Bayerns Freiheitsrechte im Polizeigriff

CSU setzt Verschärfung des bayerischen Polizeiaufgabengesetzes durch / Bayerischer Landtag verabschiedet Gesetzesänderung / Die bayerische „Vorbeugehaft“ wird damit auf zwei Wochen verlängert  ■  Aus München Luitgard Koch

Nach einer heftigen Debatte hat die CSU-Mehrheit im bayerischen Landtag gestern die umstrittene Verschärfung des bayerische Polizeiaufgabengesetzes (PAG) durchgesetzt. Kern der Gesetzesänderung ist der scharf kritisierte „Unterbindungsgewahrsam“ - wie die Vorbeugehaft in der Amtssprache euphemistisch genannt wird - für mutmaßliche „Störer“. Statt wie bisher 48 Stunden wird die Polizeihaft auf zwei Wochen ausgedehnt. Hartmut Bäumer von den Grünen nannte das Gesetz im Landtag „Gesinnungsgewahrsam“.

Aber nicht nur diese spektakuläre Verlängerung der Vorbeugehaft wird jetzt in Bayern möglich. Der von einer Polizeihaft bedrohte Personenkreis ist außerdem erheblich erweitert worden. Nach den im Katalog des Gesetzes aufgeführten Beispielen droht die „Verdachtshaft“ auch jenen, deren „Begleitperson Waffen, Werkzeuge oder sonstige Gegenstände“ mitführen. Um in Polizeihaft genommen zu werden, reicht es bereits aus, verdächtige Transparente oder Flugblätter „in einer Menge, die zur Verteilung geeignet ist“, bei sich zu haben. Für zwei Wochen hinter Gittern gebracht werden darf demnach jeder, der „in der Vergangenheit be reits mehrfach als Störer aufge fallen ist“.
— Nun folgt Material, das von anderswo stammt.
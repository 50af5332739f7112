//! Host adapter - Props to host operations.
//!
//! [`create`] builds a new object from host props; [`patch`] diffs two prop
//! sets and applies the difference as [`Mutation`]s. On mount every declared
//! property is applied and undeclared ones get their defaults, except for
//! direct objects, which only receive what the node declares.

use crate::error::SceneError;
use crate::host::{CreateSpec, HitArea, Mutation, Scene, TextStyle};
use crate::primitives::{
    BodyProps, CommonProps, ContainerProps, GroupProps, HostProps, PhysicsSpriteProps, ShapeProps,
    SpriteProps, TextProps,
};
use crate::types::{HostKind, ObjectId, PointerKind};

// =============================================================================
// Create
// =============================================================================

/// Create a host object and apply its initial props.
pub fn create(scene: &dyn Scene, props: &HostProps) -> Result<ObjectId, SceneError> {
    let object = scene.create(create_spec(props))?;
    log::debug!("created {} {}", props.kind(), object);
    patch(scene, object, props, None, true, false);
    Ok(object)
}

/// Constructor arguments for a host object.
pub fn create_spec(props: &HostProps) -> CreateSpec {
    let common = props.common();
    let x = common.x.unwrap_or(0.0);
    let y = common.y.unwrap_or(0.0);
    match props {
        HostProps::Container(_) => CreateSpec::Container { x, y },
        HostProps::Text(p) => CreateSpec::Text {
            x,
            y,
            text: p.text.clone().unwrap_or_default(),
            style: text_style(p),
        },
        HostProps::Graphics(_) => CreateSpec::Graphics,
        HostProps::Image(p) => CreateSpec::Image {
            x,
            y,
            texture: p.texture.clone(),
            frame: p.frame.clone(),
        },
        HostProps::Sprite(p) => CreateSpec::Sprite {
            x,
            y,
            texture: p.texture.clone(),
            frame: p.frame.clone(),
        },
        HostProps::PhysicsSprite(p) => CreateSpec::PhysicsSprite {
            x,
            y,
            texture: p.sprite.texture.clone(),
            frame: p.sprite.frame.clone(),
        },
        HostProps::PhysicsGroup(p) => CreateSpec::PhysicsGroup {
            config: p.config.clone(),
        },
    }
}

fn text_style(props: &TextProps) -> TextStyle {
    let defaults = TextStyle::default();
    TextStyle {
        font_size: props.font_size.unwrap_or(defaults.font_size),
        color: props.color.clone().unwrap_or(defaults.color),
        font_style: props.font_style.clone().unwrap_or(defaults.font_style),
    }
}

// =============================================================================
// Patch
// =============================================================================

/// Apply the difference between `previous` and `props` to a live object.
///
/// `previous = None` diffs against empty props. `is_mount` forces every
/// declared property through; `is_direct` suppresses mount defaults.
pub fn patch(
    scene: &dyn Scene,
    object: ObjectId,
    props: &HostProps,
    previous: Option<&HostProps>,
    is_mount: bool,
    is_direct: bool,
) {
    let blank;
    let previous = match previous {
        Some(previous) => previous,
        None => {
            blank = blank_like(props);
            &blank
        }
    };

    // Direct objects are patched as whatever they really are.
    let kind = if is_direct {
        scene.kind_of(object)
    } else {
        Some(props.kind())
    };
    let Some(kind) = kind else {
        return;
    };

    let patcher = Patcher {
        scene,
        object,
        kind,
        is_mount,
        defaults: is_mount && !is_direct,
    };

    patcher.common(props.common(), previous.common());

    if !kind.satisfies(props.kind()) {
        patcher.data(props.common(), previous.common());
        return;
    }

    match (props, previous) {
        (HostProps::Text(new), HostProps::Text(old)) => patcher.text(new, old),
        (HostProps::Graphics(new), HostProps::Graphics(old)) => patcher.graphics(new, old),
        (HostProps::Image(new), HostProps::Image(old))
        | (HostProps::Sprite(new), HostProps::Sprite(old)) => patcher.sprite(new, old),
        (HostProps::PhysicsSprite(new), HostProps::PhysicsSprite(old)) => {
            patcher.sprite(&new.sprite, &old.sprite);
            patcher.body(&new.body, &old.body, &new.sprite.common, &old.sprite.common);
        }
        _ => {}
    }

    patcher.data(props.common(), previous.common());
}

/// Empty props of the same kind.
fn blank_like(props: &HostProps) -> HostProps {
    match props {
        HostProps::Container(_) => HostProps::Container(ContainerProps::default()),
        HostProps::Text(_) => HostProps::Text(TextProps::default()),
        HostProps::Graphics(_) => HostProps::Graphics(ShapeProps::default()),
        HostProps::Image(_) => HostProps::Image(SpriteProps::default()),
        HostProps::Sprite(_) => HostProps::Sprite(SpriteProps::default()),
        HostProps::PhysicsSprite(_) => HostProps::PhysicsSprite(PhysicsSpriteProps::default()),
        HostProps::PhysicsGroup(_) => HostProps::PhysicsGroup(GroupProps::default()),
    }
}

struct Patcher<'a> {
    scene: &'a dyn Scene,
    object: ObjectId,
    kind: HostKind,
    is_mount: bool,
    /// Mount of a reconciler-created object: undeclared props get defaults.
    defaults: bool,
}

impl Patcher<'_> {
    fn emit(&self, mutation: Mutation) {
        self.scene.apply(self.object, mutation);
    }

    /// Declared value on change (or on mount), else the default on a defaulting mount.
    fn value<T: PartialEq + Copy>(&self, new: Option<T>, old: Option<T>, default: T) -> Option<T> {
        if !self.is_mount && new == old {
            return None;
        }
        match new {
            Some(v) => Some(v),
            None if self.defaults => Some(default),
            None => None,
        }
    }

    // =========================================================================
    // Shared surface
    // =========================================================================

    fn common(&self, new: &CommonProps, old: &CommonProps) {
        // Groups are not display objects.
        if self.kind != HostKind::PhysicsGroup {
            self.transform(new, old);
        }
        self.input(new, old);
    }

    fn transform(&self, new: &CommonProps, old: &CommonProps) {
        if let Some(x) = self.value(new.x, old.x, 0.0) {
            self.emit(Mutation::X(x));
        }
        if let Some(y) = self.value(new.y, old.y, 0.0) {
            self.emit(Mutation::Y(y));
        }
        if let Some(alpha) = self.value(new.alpha, old.alpha, 1.0) {
            self.emit(Mutation::Alpha(alpha));
        }
        if let Some(visible) = self.value(new.visible, old.visible, true) {
            self.emit(Mutation::Visible(visible));
        }
        if let Some(scale) = self.value(new.scale, old.scale, 1.0) {
            self.emit(Mutation::Scale(scale));
        }

        let has_origin = matches!(
            self.kind,
            HostKind::Text | HostKind::Image | HostKind::Sprite | HostKind::PhysicsSprite
        );
        if has_origin
            && (self.is_mount || new.origin_x != old.origin_x || new.origin_y != old.origin_y)
        {
            match new.origin_x {
                Some(ox) => self.emit(Mutation::Origin(ox, new.origin_y.unwrap_or(ox))),
                None if self.defaults => self.emit(Mutation::Origin(0.5, 0.5)),
                None => {}
            }
        }

        if let Some(rotation) = self.value(new.rotation, old.rotation, 0.0) {
            self.emit(Mutation::Rotation(rotation));
        }

        // Size goes before interactivity so bounds hit areas see it.
        if new.width != old.width || new.height != old.height {
            if let (Some(w), Some(h)) = (new.width, new.height) {
                self.emit(Mutation::Size(w, h));
            }
        }
    }

    fn input(&self, new: &CommonProps, old: &CommonProps) {
        let resized = new.width != old.width || new.height != old.height;
        let enabled = new.interactive == Some(true);
        if new.interactive != old.interactive || (enabled && resized) {
            if enabled {
                let area = match (self.kind, new.width, new.height) {
                    (HostKind::Graphics, Some(width), Some(height)) => HitArea::Rect { width, height },
                    _ => HitArea::Bounds {
                        hand_cursor: new.use_hand_cursor.unwrap_or(new.on_click.is_some()),
                    },
                };
                self.emit(Mutation::Interactive(area));
            } else {
                self.emit(Mutation::DisableInteractive);
            }
        }

        let handlers = [
            (PointerKind::Down, &new.on_click, &old.on_click),
            (PointerKind::Over, &new.on_pointer_over, &old.on_pointer_over),
            (PointerKind::Out, &new.on_pointer_out, &old.on_pointer_out),
        ];
        for (kind, new, old) in handlers {
            if new == old {
                continue;
            }
            if let Some(old) = old {
                self.emit(Mutation::Unlisten(kind, old.clone()));
            }
            if let Some(new) = new {
                self.emit(Mutation::Listen(kind, new.clone()));
            }
        }
    }

    fn data(&self, new: &CommonProps, old: &CommonProps) {
        for (key, value) in &new.data {
            if !self.is_mount && old.data.get(key) == Some(value) {
                continue;
            }
            if self.scene.has_field(self.object, key) {
                self.emit(Mutation::Field(key.clone(), value.clone()));
            }
            self.emit(Mutation::Data(key.clone(), value.clone()));
        }
    }

    // =========================================================================
    // Kind surfaces
    // =========================================================================

    fn text(&self, new: &TextProps, old: &TextProps) {
        if new.text != old.text {
            self.emit(Mutation::Text(new.text.clone().unwrap_or_default()));
        }
        // Created objects already carry their style.
        let restyled = new.font_size != old.font_size
            || new.color != old.color
            || new.font_style != old.font_style;
        if restyled && !self.defaults {
            self.emit(Mutation::TextStyle(text_style(new)));
        }
    }

    fn graphics(&self, new: &ShapeProps, old: &ShapeProps) {
        let (n, o) = (&new.common, &old.common);
        let changed = n.width != o.width
            || n.height != o.height
            || n.alpha != o.alpha
            || new.fill != old.fill
            || new.stroke_width != old.stroke_width
            || new.line_color != old.line_color;
        if !changed {
            return;
        }

        let width = n.width.unwrap_or(0.0);
        let height = n.height.unwrap_or(0.0);
        self.emit(Mutation::ClearGraphics);
        if let Some(color) = new.fill {
            self.emit(Mutation::FillStyle { color, alpha: n.alpha.unwrap_or(1.0) });
            self.emit(Mutation::FillRect { x: 0.0, y: 0.0, width, height });
        }
        if let (Some(stroke), Some(color)) = (new.stroke_width, new.line_color) {
            if stroke != 0.0 {
                self.emit(Mutation::LineStyle { width: stroke, color, alpha: 1.0 });
                self.emit(Mutation::StrokeRect { x: 0.0, y: 0.0, width, height });
            }
        }
    }

    fn sprite(&self, new: &SpriteProps, old: &SpriteProps) {
        let force = self.defaults;
        if force || new.texture != old.texture || new.frame != old.frame {
            if let Some(key) = &new.texture {
                self.emit(Mutation::Texture {
                    key: key.clone(),
                    frame: new.frame.clone(),
                });
            }
        }
        if force || new.tint != old.tint {
            match new.tint {
                Some(tint) => self.emit(Mutation::Tint(tint)),
                None => self.emit(Mutation::ClearTint),
            }
        }
        if force || new.flip_x != old.flip_x {
            self.emit(Mutation::FlipX(new.flip_x.unwrap_or(false)));
        }
        if force || new.flip_y != old.flip_y {
            self.emit(Mutation::FlipY(new.flip_y.unwrap_or(false)));
        }
        // Images have no animation component.
        if self.kind != HostKind::Image && (force || new.play != old.play) {
            match &new.play {
                Some(animation) => self.emit(Mutation::Play {
                    animation: animation.clone(),
                    ignore_if_playing: true,
                }),
                None if !self.is_mount => self.emit(Mutation::StopAnimation),
                None => {}
            }
        }
    }

    fn body(&self, new: &BodyProps, old: &BodyProps, common: &CommonProps, old_common: &CommonProps) {
        let force = self.defaults;
        if force || new.velocity_x != old.velocity_x {
            self.emit(Mutation::VelocityX(new.velocity_x.unwrap_or(0.0)));
        }
        if force || new.velocity_y != old.velocity_y {
            self.emit(Mutation::VelocityY(new.velocity_y.unwrap_or(0.0)));
        }
        if force || new.collide_world_bounds != old.collide_world_bounds {
            self.emit(Mutation::CollideWorldBounds(new.collide_world_bounds.unwrap_or(false)));
        }
        if force || new.bounce != old.bounce {
            self.emit(Mutation::Bounce(new.bounce.unwrap_or(0.0)));
        }
        if force || new.drag != old.drag {
            self.emit(Mutation::Drag(new.drag.unwrap_or(0.0)));
        }
        if force || new.gravity_y != old.gravity_y {
            self.emit(Mutation::GravityY(new.gravity_y.unwrap_or(0.0)));
        }
        if force || new.immovable != old.immovable {
            self.emit(Mutation::Immovable(new.immovable.unwrap_or(false)));
        }

        let ratio_changed = common.scale != old_common.scale
            || new.body_width_ratio != old.body_width_ratio
            || new.body_height_ratio != old.body_height_ratio;
        if force || ratio_changed {
            if let (Some(wr), Some(hr)) = (new.body_width_ratio, new.body_height_ratio) {
                let metrics = self.scene.metrics(self.object);
                let scale = common.scale.unwrap_or(metrics.scale_x);
                self.emit(Mutation::BodySize {
                    width: metrics.width * scale * wr,
                    height: metrics.height * scale * hr,
                    center: true,
                });

                // Centering assumes a 0.5 origin; compensate for anything else.
                let origin_x = common.origin_x.unwrap_or(metrics.origin_x);
                let origin_y = common.origin_y.unwrap_or(metrics.origin_y);
                if origin_x != 0.5 || origin_y != 0.5 {
                    self.emit(Mutation::BodyOffset {
                        x: (0.5 - origin_x) * metrics.display_width,
                        y: (0.5 - origin_y) * metrics.display_height,
                    });
                }
            }
        }

        if force || new.body_width != old.body_width || new.body_height != old.body_height {
            if let (Some(width), Some(height)) = (new.body_width, new.body_height) {
                self.emit(Mutation::BodySize { width, height, center: true });
            }
        }

        if force || new.body_offset_x != old.body_offset_x || new.body_offset_y != old.body_offset_y {
            if new.body_offset_x.is_some() || new.body_offset_y.is_some() {
                self.emit(Mutation::BodyOffset {
                    x: new.body_offset_x.unwrap_or(0.0),
                    y: new.body_offset_y.unwrap_or(0.0),
                });
            }
        }
    }
}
Auch das Streikrecht bei Arbeitskämpfen ist von dieser einschneidenden Änderung betroffen.

Schon wenige Monate nach Bekanntwerden der Pläne der bayerischen Staatsregierung formierte sich ein breites „Aktionbündnis“ gegen das CSU-Vorhaben. Alles, was in Bayern links von der CSU ist - Grüne, SPD, FDP, DGB und kritische Richter, Staats- und Rechtsanwälte -, schloß sich zusammen, um diese Aushöhlung der Grundrechte zu verhindern. Auf den Expertenanhörungen der Oppositionsparteien SPD und Grüne wurde das Gesetzesvorhaben immer wieder als verfassungswidrig angeprangert. Während für die Kritiker die Stoßrichtung, nämlich die Demonstranten gegen die „Oberpfälzer Atommüllfabrik“ einzuschüchtern, klar ist, argumentiert die CSU vor allem mit dem bevorstehenden 100. Geburtstag Hitlers und den zu erwartenden Aktivitäten von Neonazis.

Auf diesem Umweg der Novellierung des Polizeiaufgabengesetzes hat die bayerische Staatsregierung ihre immer wieder erhobene Forderung nach Verschärfung des „Landfriedensbruchparagraphen“ (§ 125 STGB) jetzt doch durchgezogen.